## Data supplied
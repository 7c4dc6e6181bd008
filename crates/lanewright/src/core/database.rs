//! Core database trait for process data storage
//!
//! This trait defines the interface for storing and managing process data.
//! A diagram plugin implements it with its own element and flow types.

use anyhow::Result;

/// Core trait for process databases
///
/// The associated types allow each plugin to define its own element and
/// flow structures with plugin-specific metadata.
pub trait Database: Send + Sync {
    /// The element data type for this database
    type Element: Clone + Send + Sync;

    /// The flow data type for this database
    type Flow: Clone + Send + Sync;

    /// Add an element to the database
    fn add_element(&mut self, element: Self::Element) -> Result<()>;

    /// Add a flow to the database
    fn add_flow(&mut self, flow: Self::Flow) -> Result<()>;

    /// Get an element by ID
    fn get_element(&self, id: &str) -> Option<&Self::Element>;

    /// Iterate over all elements in insertion order
    fn elements(&self) -> impl Iterator<Item = &Self::Element>;

    /// Iterate over all flows in insertion order
    fn flows(&self) -> impl Iterator<Item = &Self::Flow>;

    /// Clear all data from the database
    fn clear(&mut self);

    /// Get the number of elements
    fn element_count(&self) -> usize;

    /// Get the number of flows
    fn flow_count(&self) -> usize;
}
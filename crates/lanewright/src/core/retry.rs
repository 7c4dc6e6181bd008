//! Bounded exponential backoff for remote calls
//!
//! Every canvas and task call goes through [`with_retry`]. Waiting and
//! randomness are injected through [`Clock`] and [`Jitter`] so the schedule
//! can be asserted without sleeping.

use std::time::Duration;

use rand::Rng;
use serde::{Deserialize, Serialize};
use tracing::{debug, warn};

use super::error::RemoteApiError;

/// Retry schedule for remote calls
#[derive(Debug, Clone, PartialEq, Serialize, Deserialize)]
#[serde(default)]
pub struct RetryPolicy {
    /// Total attempts per call, including the first one
    pub max_attempts: u32,
    /// Delay before the first retry, in milliseconds
    pub initial_delay_ms: u64,
    /// Upper bound for any single delay, in milliseconds
    pub max_delay_ms: u64,
    /// Growth factor between consecutive delays
    pub multiplier: f64,
    /// Scale each delay by a random factor in [0.5, 1.0]
    pub jitter: bool,
}

impl Default for RetryPolicy {
    fn default() -> Self {
        Self {
            max_attempts: 3,
            initial_delay_ms: 500,
            max_delay_ms: 10_000,
            multiplier: 2.0,
            jitter: true,
        }
    }
}

impl RetryPolicy {
    /// A policy that makes exactly one attempt
    pub fn no_retry() -> Self {
        Self {
            max_attempts: 1,
            ..Self::default()
        }
    }

    /// Delay before retry number `retry` (1-based), before jitter
    pub fn base_delay(&self, retry: u32) -> Duration {
        let exponent = retry.saturating_sub(1) as i32;
        let millis = self.initial_delay_ms as f64 * self.multiplier.powi(exponent);
        let capped = millis.min(self.max_delay_ms as f64).max(0.0);
        Duration::from_millis(capped as u64)
    }

    /// Delay before retry number `retry` (1-based), jitter applied
    pub fn delay_for(&self, retry: u32, jitter: &dyn Jitter) -> Duration {
        let base = self.base_delay(retry);
        if self.jitter {
            base.mul_f64(jitter.factor().clamp(0.5, 1.0))
        } else {
            base
        }
    }
}

/// Source of waiting
pub trait Clock: Send + Sync {
    fn sleep(&self, duration: Duration);
}

/// Blocks the current thread
#[derive(Debug, Default, Clone, Copy)]
pub struct SystemClock;

impl Clock for SystemClock {
    fn sleep(&self, duration: Duration) {
        std::thread::sleep(duration);
    }
}

/// Source of the delay scaling factor
pub trait Jitter: Send + Sync {
    /// A factor in [0.5, 1.0]
    fn factor(&self) -> f64;
}

/// Uniform random factor from the thread-local generator
#[derive(Debug, Default, Clone, Copy)]
pub struct RandomJitter;

impl Jitter for RandomJitter {
    fn factor(&self) -> f64 {
        rand::rng().random_range(0.5..=1.0)
    }
}

/// Always 1.0
#[derive(Debug, Default, Clone, Copy)]
pub struct NoJitter;

impl Jitter for NoJitter {
    fn factor(&self) -> f64 {
        1.0
    }
}

/// Run `call` until it succeeds, fails with a non-retryable error, or the
/// policy's attempts are exhausted. The last error is returned unchanged.
pub fn with_retry<T, F>(
    policy: &RetryPolicy,
    clock: &dyn Clock,
    jitter: &dyn Jitter,
    operation: &str,
    mut call: F,
) -> Result<T, RemoteApiError>
where
    F: FnMut() -> Result<T, RemoteApiError>,
{
    let total = policy.max_attempts.max(1);
    let mut attempt = 1;
    loop {
        match call() {
            Ok(value) => {
                if attempt > 1 {
                    debug!(operation, attempt, "remote call succeeded after retry");
                }
                return Ok(value);
            }
            Err(e) if e.is_retryable() && attempt < total => {
                let delay = policy.delay_for(attempt, jitter);
                warn!(
                    error = %e,
                    operation,
                    attempt,
                    total,
                    delay_ms = delay.as_millis() as u64,
                    "remote call failed; retrying"
                );
                clock.sleep(delay);
                attempt += 1;
            }
            Err(e) => {
                warn!(
                    error = %e,
                    operation,
                    attempt,
                    retryable = e.is_retryable(),
                    "remote call failed; giving up"
                );
                return Err(e);
            }
        }
    }
}
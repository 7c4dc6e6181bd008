//! SIPOC board
//!
//! Title, five column headers (suppliers, inputs, process, outputs,
//! customers) chained left to right, and one cell per non-empty entry.

use std::collections::BTreeMap;

use tracing::{debug, span, Level};

use super::board::{BoardColor, BoardConnector, BoardDiagram, BoardKind, BoardShape};
use super::model::{OrganizationHierarchy, Sipoc};
use crate::core::{HierarchyConfig, ProcessError};

pub const TITLE_HEIGHT: f64 = 50.0;
pub const HEADER_HEIGHT: f64 = 60.0;
pub const ORIGIN: (f64, f64) = (100.0, 100.0);

const COLUMNS: [(&str, &str, BoardColor); 5] = [
    ("suppliers", "SUPPLIERS", BoardColor::new("#E3F2FD", "#1976D2")),
    ("inputs", "INPUTS", BoardColor::new("#E8F5E9", "#388E3C")),
    ("process", "PROCESS", BoardColor::new("#FFF9C4", "#FBC02D")),
    ("outputs", "OUTPUTS", BoardColor::new("#FCE4EC", "#C2185B")),
    ("customers", "CUSTOMERS", BoardColor::new("#F3E5F5", "#7B1FA2")),
];
const HEADER_COLOR: BoardColor = BoardColor::new("#37474F", "#37474F");
const TITLE_COLOR: BoardColor = BoardColor::new("#263238", "#263238");
const FLOW_COLOR: &str = "#757575";

/// Lays out a SIPOC table as five columns
#[derive(Debug, Clone)]
pub struct SipocLayout {
    column_width: f64,
    column_spacing: f64,
    row_height: f64,
    row_spacing: f64,
}

impl Default for SipocLayout {
    fn default() -> Self {
        Self {
            column_width: 200.0,
            column_spacing: 30.0,
            row_height: 50.0,
            row_spacing: 10.0,
        }
    }
}

impl SipocLayout {
    pub fn new() -> Self {
        Self::default()
    }

    /// Sizes from the `[hierarchy]` configuration section
    pub fn from_config(config: &HierarchyConfig) -> Self {
        Self::new()
            .with_column_width(config.sipoc_column_width)
            .with_column_spacing(config.sipoc_column_spacing)
            .with_row_height(config.sipoc_row_height)
    }

    pub fn with_column_width(mut self, width: f64) -> Self {
        self.column_width = width;
        self
    }

    pub fn with_column_spacing(mut self, spacing: f64) -> Self {
        self.column_spacing = spacing;
        self
    }

    pub fn with_row_height(mut self, height: f64) -> Self {
        self.row_height = height;
        self
    }

    /// Lay out the SIPOC of one macroprocess, titled with its name
    pub fn layout_macroprocess(
        &self,
        hierarchy: &OrganizationHierarchy,
        macroprocess_id: &str,
    ) -> Result<BoardDiagram, ProcessError> {
        hierarchy.validate()?;
        let macroprocess = hierarchy.macroprocess(macroprocess_id).ok_or_else(|| {
            ProcessError::invalid_hierarchy(macroprocess_id, "unknown macroprocess")
        })?;
        let sipoc = macroprocess.sipoc.as_ref().ok_or_else(|| {
            ProcessError::invalid_hierarchy(macroprocess_id, "macroprocess has no SIPOC")
        })?;
        let mut diagram = self.layout(sipoc, &format!("SIPOC - {}", macroprocess.name))?;
        diagram.description = macroprocess.description.clone();
        diagram
            .metadata
            .insert("macroprocess_id".to_string(), macroprocess.id.clone());
        Ok(diagram)
    }

    pub fn layout(&self, sipoc: &Sipoc, title: &str) -> Result<BoardDiagram, ProcessError> {
        let span = span!(Level::INFO, "layout_sipoc", title = %title);
        let _enter = span.enter();

        if !(self.column_width > 0.0) || !(self.row_height > 0.0) {
            return Err(ProcessError::config_error(format!(
                "SIPOC column width and row height must be positive, got {} and {}",
                self.column_width, self.row_height
            )));
        }
        if !(self.column_spacing >= 0.0) {
            return Err(ProcessError::config_error(format!(
                "SIPOC column spacing must be non-negative, got {}",
                self.column_spacing
            )));
        }

        let columns = sipoc.columns();
        let rows = columns.iter().map(Vec::len).max().unwrap_or(0).max(1);
        let pitch_x = self.column_width + self.column_spacing;
        let pitch_y = self.row_height + self.row_spacing;
        let total_width = COLUMNS.len() as f64 * pitch_x - self.column_spacing;
        let column_x = |index: usize| ORIGIN.0 + index as f64 * pitch_x;

        let mut shapes = vec![BoardShape {
            id: "sipoc_title".to_string(),
            content: title.to_string(),
            x: ORIGIN.0,
            y: ORIGIN.1,
            width: total_width,
            height: TITLE_HEIGHT,
            color: TITLE_COLOR,
            font_size: 18,
            macroprocess_id: None,
        }];

        let header_y = ORIGIN.1 + TITLE_HEIGHT + 20.0;
        for (index, (key, header, _)) in COLUMNS.iter().enumerate() {
            shapes.push(BoardShape {
                id: format!("sipoc_header_{}", key),
                content: header.to_string(),
                x: column_x(index),
                y: header_y,
                width: self.column_width,
                height: HEADER_HEIGHT,
                color: HEADER_COLOR,
                font_size: 14,
                macroprocess_id: None,
            });
        }
        let connectors: Vec<BoardConnector> = shapes[1..]
            .windows(2)
            .map(|pair| BoardConnector::between(&pair[0], &pair[1], FLOW_COLOR))
            .collect();

        let cells_y = header_y + HEADER_HEIGHT + 10.0;
        for row in 0..rows {
            for (index, (key, _, color)) in COLUMNS.iter().enumerate() {
                let Some(content) = columns[index].get(row).map(|c| c.trim()) else {
                    continue;
                };
                if content.is_empty() {
                    continue;
                }
                shapes.push(BoardShape {
                    id: format!("sipoc_{}_{}", key, row),
                    content: content.to_string(),
                    x: column_x(index),
                    y: cells_y + row as f64 * pitch_y,
                    width: self.column_width,
                    height: self.row_height,
                    color: *color,
                    font_size: 11,
                    macroprocess_id: None,
                });
            }
        }
        debug!(rows, cells = shapes.len() - 1 - COLUMNS.len(), "SIPOC cells placed");

        Ok(BoardDiagram {
            kind: BoardKind::Sipoc,
            name: title.to_string(),
            description: String::new(),
            shapes,
            connectors,
            width: total_width + 2.0 * ORIGIN.0,
            height: TITLE_HEIGHT + HEADER_HEIGHT + rows as f64 * pitch_y + ORIGIN.1 + 50.0,
            metadata: BTreeMap::new(),
        })
    }
}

## What to produce
Wherever the string "milliseconds" appears in the data above, report the whole line.

## Exercise solution
    /// Delay before the first retry, in milliseconds
    /// Upper bound for any single delay, in milliseconds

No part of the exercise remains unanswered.